**** Data shown

//! The batch pass: resolve every entry that lacks a DOI.

use std::path::Path;

use crate::bib::{read_bibliography, write_bibliography, BibError};
use crate::models::{AuthorQuery, Bibliography, EnrichSummary};
use crate::sources::{DoiResolver, LookupError};
use crate::utils::ProgressReporter;

/// Settings for one batch pass
#[derive(Debug, Clone)]
pub struct EnrichOptions {
    /// How the author part of each query is built
    pub author_query: AuthorQuery,

    /// Print the in-place progress line to stdout
    pub show_progress: bool,

    /// Field indentation of the written file
    pub indent: String,
}

impl Default for EnrichOptions {
    fn default() -> Self {
        Self {
            author_query: AuthorQuery::Raw,
            show_progress: false,
            indent: "    ".to_string(),
        }
    }
}

/// Errors that stop a whole run
#[derive(Debug, thiserror::Error)]
pub enum EnrichError {
    #[error(transparent)]
    Bib(#[from] BibError),

    #[error(transparent)]
    Lookup(#[from] LookupError),
}

/// Resolve missing DOIs in place, one entry at a time, in file order.
///
/// Entries with a non-blank DOI count as `before`. Entries without a title
/// or author are skipped and left out of both `before` and `new`. Failed
/// lookups leave the entry untouched. Transport errors abort the pass.
pub async fn enrich(
    bibliography: &mut Bibliography,
    resolver: &dyn DoiResolver,
    options: &EnrichOptions,
) -> Result<EnrichSummary, LookupError> {
    let total = bibliography.len();
    let mut summary = EnrichSummary {
        total,
        ..EnrichSummary::default()
    };

    let progress = if options.show_progress {
        ProgressReporter::new(total)
    } else {
        ProgressReporter::quiet(total)
    };

    for (i, entry) in bibliography.iter_mut().enumerate() {
        progress.set(i);

        if entry.has_doi() {
            summary.before += 1;
            continue;
        }

        let query = match entry.lookup_query(options.author_query) {
            Ok(query) => query,
            Err(e) => {
                tracing::warn!("Some issue with entry {}: {}", entry.key, e);
                summary.skipped += 1;
                continue;
            }
        };

        match resolver.lookup(&query).await {
            Ok(doi) => {
                tracing::debug!("{}: found DOI {} via {}", entry.key, doi, resolver.name());
                entry.set("doi", doi);
                summary.new += 1;
            }
            Err(e) if e.is_fatal() => {
                progress.finish();
                return Err(e);
            }
            Err(e) => {
                tracing::warn!("Unable to find DOI for {}: {}", query.title, e);
                summary.failed += 1;
            }
        }
    }

    progress.set(total);
    progress.finish();

    if summary.skipped > 0 {
        tracing::info!(
            "{} entries were skipped for lack of a title or author and are not counted",
            summary.skipped
        );
    }

    Ok(summary)
}

/// Read `input`, resolve missing DOIs, and write the result to `output`.
///
/// Nothing is written unless the whole pass completes.
pub async fn enrich_file(
    input: &Path,
    output: &Path,
    resolver: &dyn DoiResolver,
    options: &EnrichOptions,
) -> Result<EnrichSummary, EnrichError> {
    let mut bibliography = read_bibliography(input)?;
    let summary = enrich(&mut bibliography, resolver, options).await?;
    write_bibliography(&bibliography, output, &options.indent)?;
    Ok(summary)
}
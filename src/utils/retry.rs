//! Retry utilities with fixed backoff for registry lookups.

use std::time::Duration;
use tokio::time::sleep;

use crate::sources::LookupError;

/// Configuration for retry behavior
#[derive(Debug, Clone, Copy, PartialEq, Eq)]
pub struct RetryConfig {
    /// Maximum number of attempts, the first one included
    pub max_attempts: u32,
    /// Fixed delay between attempts
    pub delay: Duration,
}

impl Default for RetryConfig {
    fn default() -> Self {
        Self {
            max_attempts: 4,
            delay: Duration::from_secs(1),
        }
    }
}

impl RetryConfig {
    pub fn max_attempts(mut self, max_attempts: u32) -> Self {
        self.max_attempts = max_attempts;
        self
    }

    pub fn delay(mut self, delay: Duration) -> Self {
        self.delay = delay;
        self
    }
}

/// Execute an async operation, retrying transient failures
///
/// Only errors for which [`LookupError::is_transient`] holds are retried;
/// anything else is returned from the attempt that produced it. When the
/// budget runs out the last transient error is replaced by
/// [`LookupError::Exhausted`].
pub async fn with_retry<T, F, Fut>(config: RetryConfig, operation: F) -> Result<T, LookupError>
where
    F: FnMut() -> Fut,
    Fut: std::future::Future<Output = Result<T, LookupError>>,
{
    let max_attempts = config.max_attempts.max(1);
    let mut attempts = 0;
    let mut operation = operation;

    loop {
        attempts += 1;

        match operation().await {
            Ok(result) => {
                if attempts > 1 {
                    tracing::info!(
                        "Lookup succeeded on attempt {} of {}",
                        attempts,
                        max_attempts
                    );
                }
                return Ok(result);
            }
            Err(error) if error.is_transient() => {
                if attempts >= max_attempts {
                    tracing::warn!("{} on final attempt {}", error, attempts);
                    return Err(LookupError::Exhausted {
                        attempts: max_attempts,
                    });
                }

                tracing::warn!(
                    "{}. Retrying, try {} of {}",
                    error,
                    attempts,
                    max_attempts
                );
                sleep(config.delay).await;
            }
            Err(error) => return Err(error),
        }
    }
}
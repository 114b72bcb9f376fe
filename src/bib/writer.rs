//! BibTeX serialization.

use crate::models::{Bibliography, Entry};

/// Render the preamble, every `@string` definition and every entry,
/// separated by blank lines.
pub fn render_bibliography(bibliography: &Bibliography, indent: &str) -> String {
    let preamble = bibliography
        .preamble()
        .map(|preamble| format!("@preamble{{{}}}\n", preamble));
    let strings = bibliography
        .strings()
        .iter()
        .map(|definition| format!("@string{{{}}}\n", definition.to_bibtex()));
    let entries = bibliography
        .iter()
        .map(|entry| render_entry(entry, indent));

    preamble
        .into_iter()
        .chain(strings)
        .chain(entries)
        .collect::<Vec<_>>()
        .join("\n")
}

/// Render one entry as `@type{key,` followed by one indented
/// `name = value` line per field, in field order.
pub fn render_entry(entry: &Entry, indent: &str) -> String {
    let mut out = format!("@{}{{{}", entry.entry_type, entry.key);

    for field in entry.fields() {
        out.push_str(",\n");
        out.push_str(indent);
        out.push_str(&field.to_bibtex());
    }

    out.push_str("\n}\n");
    out
}

#[cfg(test)]
mod tests {
    use super::*;
    use crate::models::{Delimiter, Field};

    #[test]
    fn test_render_entry_with_indent() {
        let entry = Entry::new("article", "knuth1984")
            .with_field("title", "Literate {Programming}")
            .with_field("year", "1984");

        assert_eq!(
            render_entry(&entry, "    "),
            "@article{knuth1984,\n    title = {Literate {Programming}},\n    year = {1984}\n}\n"
        );
    }

    #[test]
    fn test_render_entry_without_fields() {
        let entry = Entry::new("misc", "empty");
        assert_eq!(render_entry(&entry, "    "), "@misc{empty\n}\n");
    }

    #[test]
    fn test_render_bibliography_separates_entries() {
        let bib: Bibliography = vec![
            Entry::new("misc", "a").with_field("note", "x"),
            Entry::new("misc", "b").with_field("note", "y"),
        ]
        .into_iter()
        .collect();

        assert_eq!(
            render_bibliography(&bib, "\t"),
            "@misc{a,\n\tnote = {x}\n}\n\n@misc{b,\n\tnote = {y}\n}\n"
        );
    }

    #[test]
    fn test_render_keeps_delimiters() {
        let mut entry = Entry::new("conference", "c");
        entry.push_field(Field::with_delimiter("Month", "jan", Delimiter::Bare));
        entry.push_field(Field::with_delimiter("note", "q", Delimiter::Quotes));

        assert_eq!(
            render_entry(&entry, "  "),
            "@conference{c,\n  Month = jan,\n  note = \"q\"\n}\n"
        );
    }

    #[test]
    fn test_render_preamble_and_strings_first() {
        let mut bib: Bibliography = vec![Entry::new("misc", "a").with_field("publisher", "x")]
            .into_iter()
            .collect();
        bib.set_preamble("\"\\newcommand{\\x}{y}\"");
        bib.push_string(Field::with_delimiter("acm", "ACM", Delimiter::Quotes));

        assert_eq!(
            render_bibliography(&bib, "    "),
            "@preamble{\"\\newcommand{\\x}{y}\"}\n\n@string{acm = \"ACM\"}\n\n@misc{a,\n    publisher = {x}\n}\n"
        );
    }

    #[test]
    fn test_render_empty_bibliography() {
        assert_eq!(render_bibliography(&Bibliography::new(), "    "), "");
    }
}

********

• Task prompt: Where the word "Literate" appears in a line of the entries, copy that line.

• Task response:
            .with_field("title", "Literate {Programming}")
            "@article{knuth1984,\n    title = {Literate {Programming}},\n    year = {1984}\n}\n"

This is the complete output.